==========================================================================
From d5f9ecb89ac5de7467fe587b6ccdead39ee00049 Mon Sep 17 00:00:00 2001
From: Timofey Titovets <nefelim4ag@gmail.com>
Date: Wed, 18 Apr 2018 22:32:20 +0300
Subject: [PATCH] ksm: replace jhash2 with faster hash
1. Pickup, Sioh Lee crc32 patch, after some long conversation
2. Merge with my work on xxhash
3. Add autoselect code to choice fastest hash helper.
Base idea are same, replace jhash2 with something faster.
Perf numbers:
Intel(R) Xeon(R) CPU E5-2420 v2 @ 2.20GHz
ksm: crc32c hash() 12081 MB/s
ksm: xxh64 hash() 8770 MB/s
ksm: xxh32 hash() 4529 MB/s
ksm: jhash2 hash() 1569 MB/s
As jhash2 always will be slower (for data size like PAGE_SIZE),
just drop it from choice.
Add function to autoselect hash algo during first page merging run.
Move init of zero_checksum from init, to first call of fasthash():
1. KSM Init run on early kernel init,
run perf testing stuff on main kernel boot thread looks bad to me.
2. Crypto subsystem not available at that early booting,
so crc32c even, compiled in, not available
As crypto and ksm init, run at subsys_initcall() (4) kernel level of
init, all possible consumers will run later at 5+ levels
Output after first try of KSM to hash page:
ksm: using crc32c as hash function
Thanks.
Changes:
v1 -> v2:
- Move xxhash() to xxhash.h/c and separate patches
v2 -> v3:
- Move xxhash() xxhash.c -> xxhash.h
- replace xxhash_t with 'unsigned long'
- update kerneldoc above xxhash()
v3 -> v4:
- Merge xxhash/crc32 patches
- Replace crc32 with crc32c (crc32 have same as jhash2 speed)

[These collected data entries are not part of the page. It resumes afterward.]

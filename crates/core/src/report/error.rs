//! Report error types.

use thiserror::Error;

/// Errors that can occur while rendering a report.
#[derive(Debug, Error)]
pub enum ReportError {
    /// The CSV writer rejected a record.
    #[error("CSV encoding failed: {0}")]
    Csv(#[from] csv::Error),

    /// The rendered buffer could not be flushed.
    #[error("CSV output could not be flushed: {0}")]
    Flush(String),
}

- Add auto speed test and auto choice of fastest hash function
v4 -> v5:
- Pickup missed xxhash patch
- Update code with compile time choicen xxhash
- Add more macros to make code more readable
- As now that only possible use xxhash or crc32c,
on crc32c allocation error, skip speed test and fallback to xxhash
- For workaround too early init problem (crc32c not available),
move zero_checksum init to first call of fastcall()
- Don't alloc page for hash testing, use arch zero pages for that
v5 -> v6:
- Use libcrc32c instead of CRYPTO API, mainly for
code/Kconfig deps Simplification
- Add crc32c_available():
libcrc32c will BUG_ON on crc32c problems,
so test crc32c available by crc32c_available()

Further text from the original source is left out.